- Task description: Within the records below, how many lines hold the string "Result"? State that number and nothing else.

(Collected data)
· · · · · · ·

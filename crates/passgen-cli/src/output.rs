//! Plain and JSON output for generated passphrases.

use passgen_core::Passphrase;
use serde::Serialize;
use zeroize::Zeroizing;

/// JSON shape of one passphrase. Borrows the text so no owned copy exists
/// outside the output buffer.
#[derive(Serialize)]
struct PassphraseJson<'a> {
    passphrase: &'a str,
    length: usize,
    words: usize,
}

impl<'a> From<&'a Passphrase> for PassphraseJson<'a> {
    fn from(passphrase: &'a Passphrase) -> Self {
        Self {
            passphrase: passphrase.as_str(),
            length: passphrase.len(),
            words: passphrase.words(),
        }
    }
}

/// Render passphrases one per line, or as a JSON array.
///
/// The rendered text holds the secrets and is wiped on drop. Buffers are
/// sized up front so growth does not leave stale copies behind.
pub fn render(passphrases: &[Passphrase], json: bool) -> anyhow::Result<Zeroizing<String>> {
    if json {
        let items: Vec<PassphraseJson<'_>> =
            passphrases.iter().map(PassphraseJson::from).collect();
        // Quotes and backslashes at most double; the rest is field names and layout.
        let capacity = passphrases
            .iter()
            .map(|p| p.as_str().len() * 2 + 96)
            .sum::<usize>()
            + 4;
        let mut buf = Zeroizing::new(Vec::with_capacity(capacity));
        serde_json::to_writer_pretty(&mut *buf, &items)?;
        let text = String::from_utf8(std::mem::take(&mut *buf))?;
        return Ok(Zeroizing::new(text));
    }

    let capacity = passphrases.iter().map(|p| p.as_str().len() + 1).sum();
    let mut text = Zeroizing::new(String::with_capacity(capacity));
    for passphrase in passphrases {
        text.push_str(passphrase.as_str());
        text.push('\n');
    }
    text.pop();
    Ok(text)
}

· · · · · · ·

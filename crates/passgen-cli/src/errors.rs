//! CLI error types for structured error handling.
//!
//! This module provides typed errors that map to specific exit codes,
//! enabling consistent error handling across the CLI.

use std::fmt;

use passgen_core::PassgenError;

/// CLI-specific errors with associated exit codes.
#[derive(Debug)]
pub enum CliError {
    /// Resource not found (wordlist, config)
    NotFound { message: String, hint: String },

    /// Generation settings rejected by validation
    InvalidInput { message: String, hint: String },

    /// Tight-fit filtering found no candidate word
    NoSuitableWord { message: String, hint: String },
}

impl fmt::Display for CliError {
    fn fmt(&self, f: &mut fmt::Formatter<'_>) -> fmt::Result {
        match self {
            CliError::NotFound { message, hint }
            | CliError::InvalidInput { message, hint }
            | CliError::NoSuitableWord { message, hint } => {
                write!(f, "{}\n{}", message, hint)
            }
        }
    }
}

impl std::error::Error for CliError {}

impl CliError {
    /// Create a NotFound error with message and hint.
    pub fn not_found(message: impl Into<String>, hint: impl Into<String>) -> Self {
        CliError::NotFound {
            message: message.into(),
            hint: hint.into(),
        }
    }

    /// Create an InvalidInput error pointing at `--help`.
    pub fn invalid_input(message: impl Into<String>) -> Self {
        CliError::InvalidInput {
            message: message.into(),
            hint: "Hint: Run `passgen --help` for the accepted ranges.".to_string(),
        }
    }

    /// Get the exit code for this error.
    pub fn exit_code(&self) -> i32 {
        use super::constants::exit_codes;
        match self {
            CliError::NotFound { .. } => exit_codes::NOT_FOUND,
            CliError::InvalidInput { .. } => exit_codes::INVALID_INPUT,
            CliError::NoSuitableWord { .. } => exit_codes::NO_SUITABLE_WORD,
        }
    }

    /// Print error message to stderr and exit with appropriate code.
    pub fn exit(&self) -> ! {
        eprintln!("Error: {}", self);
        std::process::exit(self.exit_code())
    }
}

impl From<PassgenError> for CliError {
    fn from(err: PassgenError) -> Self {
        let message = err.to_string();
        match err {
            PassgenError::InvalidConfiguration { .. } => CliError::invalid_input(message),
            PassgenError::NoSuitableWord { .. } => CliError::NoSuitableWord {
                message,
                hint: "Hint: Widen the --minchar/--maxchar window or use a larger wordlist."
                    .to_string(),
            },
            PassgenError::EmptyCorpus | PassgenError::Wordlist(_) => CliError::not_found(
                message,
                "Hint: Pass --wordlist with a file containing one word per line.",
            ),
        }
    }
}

· · · · · · ·

- Reply to the exercise: 2